Но для этого у студента должны быть надежные проводники. Одним из таких проводников является язык, в данном случае классические языки. И конечно, в университете их изучение должно не начинаться, а продолжаться, причем в специфическом философско-культурологическом ключе. Однако и в таком случае не следует обольщаться, ибо, как правило, лингвистические навыки останутся лишь вспомогательным источником овладения культурной традицией философского текста. Поэтому изучение языков должно сопровождаться изучением культурного наследия соответствующих эпох. И одновременно следует обращаться к тем редким и исключительным мыслителям, которые воплотили в себе универсальную всесторонность философского профессионализма. Так, предпринимая новые попытки переводов и толкований текстов, не нужно пренебрегать опытом, который уже стал классикой. Подобно тому, как А.Ф. Лосев — философ, историк философии, филолог, математик, музыковед, культуролог и т.д., а также совершенный знаток классических и многих современных языков, постоянно сверяет собственные переводы с греческого и латыни с вариантами Дильса, Йегера и других, соглашаясь и дискутируя с ними, выстраивает свое видение античного и средневекового наследия. (Подобной добросовестности, кстати, А.Ф. Лосев требовал от своих учеников — впоследствии признанных философов-переводчиков. Примером тому — В.В. Бибихин.)

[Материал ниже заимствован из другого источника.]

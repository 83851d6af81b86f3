// Copyright 2025 Smart Scheduler Team
//
// Licensed under the Apache License, Version 2.0 (the "License");
// you may not use this file except in compliance with the License.
// You may obtain a copy of the License at
//
//     http://www.apache.org/licenses/LICENSE-2.0
//
// Unless required by applicable law or agreed to in writing, software
// distributed under the License is distributed on an "AS IS" BASIS,
// WITHOUT WARRANTIES OR CONDITIONS OF ANY KIND, either express or implied.
// See the License for the specific language governing permissions and
// limitations under the License.

//! Process-wide logical counters, rendered as plain text on the metrics
//! bind address.

use std::collections::BTreeMap;
use std::sync::Mutex;
use std::sync::atomic::{AtomicU64, Ordering};

/// How an admission request was resolved.
#[derive(Clone, Copy, Debug, PartialEq, Eq)]
pub enum AdmissionOutcome {
    /// Placement applied, pod patched.
    Modified,
    /// Pod admitted unmodified.
    Passthrough,
    /// Degraded or invalid-strategy path, fallback annotations only.
    Fallback,
}

#[derive(Default)]
pub struct Stats {
    admissions_modified: AtomicU64,
    admissions_passthrough: AtomicU64,
    admissions_fallback: AtomicU64,
    rebalance_deletions: AtomicU64,
    webhook_latency_micros_sum: AtomicU64,
    webhook_latency_count: AtomicU64,
    drift: Mutex<BTreeMap<String, f64>>,
}

impl Stats {
    pub fn count_admission(&self, outcome: AdmissionOutcome) {
        let counter = match outcome {
            AdmissionOutcome::Modified => &self.admissions_modified,
            AdmissionOutcome::Passthrough => &self.admissions_passthrough,
            AdmissionOutcome::Fallback => &self.admissions_fallback,
        };
        counter.fetch_add(1, Ordering::Relaxed);
    }

    pub fn count_deletion(&self) {
        self.rebalance_deletions.fetch_add(1, Ordering::Relaxed);
    }

    pub fn observe_webhook_latency(&self, elapsed: std::time::Duration) {
        self.webhook_latency_micros_sum
            .fetch_add(elapsed.as_micros() as u64, Ordering::Relaxed);
        self.webhook_latency_count.fetch_add(1, Ordering::Relaxed);
    }

    /// Record the latest observed drift percentage for a workload.
    pub fn set_drift(&self, workload: &str, percentage: f64) {
        let mut drift = self.drift.lock().unwrap();
        drift.insert(workload.to_owned(), percentage);
    }

    pub fn clear_drift(&self, workload: &str) {
        let mut drift = self.drift.lock().unwrap();
        drift.remove(workload);
    }

    pub fn render(&self) -> String {
        let mut out = String::new();
        out.push_str(&format!(
            "smart_scheduler_admissions_total{{outcome=\"modified\"}} {}\n",
            self.admissions_modified.load(Ordering::Relaxed)
        ));
        out.push_str(&format!(
            "smart_scheduler_admissions_total{{outcome=\"passthrough\"}} {}\n",
            self.admissions_passthrough.load(Ordering::Relaxed)
        ));
        out.push_str(&format!(
            "smart_scheduler_admissions_total{{outcome=\"fallback\"}} {}\n",
            self.admissions_fallback.load(Ordering::Relaxed)
        ));
        out.push_str(&format!(
            "smart_scheduler_rebalance_deletions_total {}\n",
            self.rebalance_deletions.load(Ordering::Relaxed)
        ));
        out.push_str(&format!(
            "smart_scheduler_webhook_latency_micros_sum {}\n",
            self.webhook_latency_micros_sum.load(Ordering::Relaxed)
        ));
        out.push_str(&format!(
            "smart_scheduler_webhook_latency_count {}\n",
            self.webhook_latency_count.load(Ordering::Relaxed)
        ));

        let drift = self.drift.lock().unwrap();
        for (workload, percentage) in drift.iter() {
            out.push_str(&format!(
                "smart_scheduler_drift_percentage{{workload=\"{workload}\"}} {percentage:.1}\n"
            ));
        }

        out
    }
}
// Copyright 2025 Smart Scheduler Team
//
// Licensed under the Apache License, Version 2.0 (the "License");
// you may not use this file except in compliance with the License.
// You may obtain a copy of the License at
//
//     http://www.apache.org/licenses/LICENSE-2.0
//
// Unless required by applicable law or agreed to in writing, software
// distributed under the License is distributed on an "AS IS" BASIS,
// WITHOUT WARRANTIES OR CONDITIONS OF ANY KIND, either express or implied.
// See the License for the specific language governing permissions and
// limitations under the License.

use crate::state::WorkloadRef;
use chrono::{Duration, TimeZone, Utc};
use k8s_openapi::api::apps::v1 as appsv1;
use k8s_openapi::api::core::v1 as corev1;
use k8s_openapi::apimachinery::pkg::apis::meta::v1 as metav1;

// Helper functions shared by the module tests.

/// A pod in `default` labelled `app=<app>`, created `created_offset_secs`
/// after a fixed epoch (larger offset = newer pod).
pub fn test_pod(
    name: &str,
    app: &str,
    phase: &str,
    node_selector: &[(&str, &str)],
    created_offset_secs: i64,
) -> corev1::Pod {
    let base = Utc.with_ymd_and_hms(2025, 6, 1, 0, 0, 0).unwrap();

    corev1::Pod {
        metadata: metav1::ObjectMeta {
            name: Some(name.to_owned()),
            namespace: Some("default".to_owned()),
            labels: Some([("app".to_owned(), app.to_owned())].into_iter().collect()),
            creation_timestamp: Some(metav1::Time(
                base + Duration::seconds(created_offset_secs),
            )),
            ..Default::default()
        },
        spec: Some(corev1::PodSpec {
            node_selector: if node_selector.is_empty() {
                None
            } else {
                Some(
                    node_selector
                        .iter()
                        .map(|(key, value)| (key.to_string(), value.to_string()))
                        .collect(),
                )
            },
            ..Default::default()
        }),
        status: Some(corev1::PodStatus {
            phase: Some(phase.to_owned()),
            ..Default::default()
        }),
    }
}

/// A deployment in `default` selecting `app=<name>`.
pub fn test_deployment(name: &str, annotations: &[(&str, &str)]) -> appsv1::Deployment {
    appsv1::Deployment {
        metadata: metav1::ObjectMeta {
            name: Some(name.to_owned()),
            namespace: Some("default".to_owned()),
            uid: Some("test-uid-123".to_owned()),
            annotations: if annotations.is_empty() {
                None
            } else {
                Some(
                    annotations
                        .iter()
                        .map(|(key, value)| (key.to_string(), value.to_string()))
                        .collect(),
                )
            },
            ..Default::default()
        },
        spec: Some(appsv1::DeploymentSpec {
            replicas: Some(3),
            selector: metav1::LabelSelector {
                match_labels: Some(
                    [("app".to_owned(), name.to_owned())].into_iter().collect(),
                ),
                ..Default::default()
            },
            ..Default::default()
        }),
        status: None,
    }
}

pub fn test_workload_ref(name: &str) -> WorkloadRef {
    WorkloadRef {
        name: name.to_owned(),
        namespace: "default".to_owned(),
        selector: [("app".to_owned(), name.to_owned())].into_iter().collect(),
    }
}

В силу этого лосевские комментарии, разборы произведений, их взвешенная оценка и глубокая интерпретация — незаменимый проводник в мир культуры философской мысли.

Таким проводником в мысль средневековой философии признан Э. Жильсон. Показательной есть тонкость ощущения им интонации авторского текста. Говоря о сходстве и несходстве позиции неоплатонизма и патристики в вопросе троичности, Жильсон передает факт восторженного открытия Августином для себя — тогда еще молодого неофита — в «Эннеа-дах» Плотина изложения христианского учения о Троице. В самом деле, что такое Единое, как не Бог-Отец, первое Лицо христианской Троицы? И что такое Нус, или Ум, как не второе Ее Лицо, т.е. Слово, как раз такое, каким появляется оно в начале Евангелия от Иоанна? «Я прочитал там не в тех же, правда, словах, но то же самое со множеством разнообразных доказательств, убеждающих в том же самом, а именно: «В начале было Слово, и Слово было у Бога, и Слово было Бог... Все через Него начало быть...» [6, 177]. «Одним словом, — констатирует Жильсон, — как только Августин прочитал «Эннеа-ды», он нашел там три принципиальных понятия Бога-Отца, Бога-Слова и творения». Однако, далее следует неожиданный вывод французского исследователя: «То, что Августин нашел их там, — факт бесспорный, но едва ли менее бесспорно и то, что их там не было» [7, 608]. Замечателен этот вывод тем, что, в отличие от историков философии, для которых встреча античной методологии и христианской веры в деле истолкования божественной триадийности — действительно теоретическая проблема, решающаяся в течение многих столетий, но не подлежащая, по мысли Жильсона, удовлетворительному решению, для Августина факт триединства Бога не стоял в качестве проблемы вообще. Он просто знал ее решение и верил в правоту последнего. Он знал не только единосущность Троицы, но Троицу как Абсолютную Личность, где абсолютность распространялась на каждое из трех Лиц, безусловно, исключая их субординацию и эманацию, присущую платонизму. Но Августину хотелось находить и было отрадно обнаруживать мысли хотя бы отчасти созвучные своим идейным убеждениям даже в стане «противников», диалектическое мастерство которых он никогда не отрицал.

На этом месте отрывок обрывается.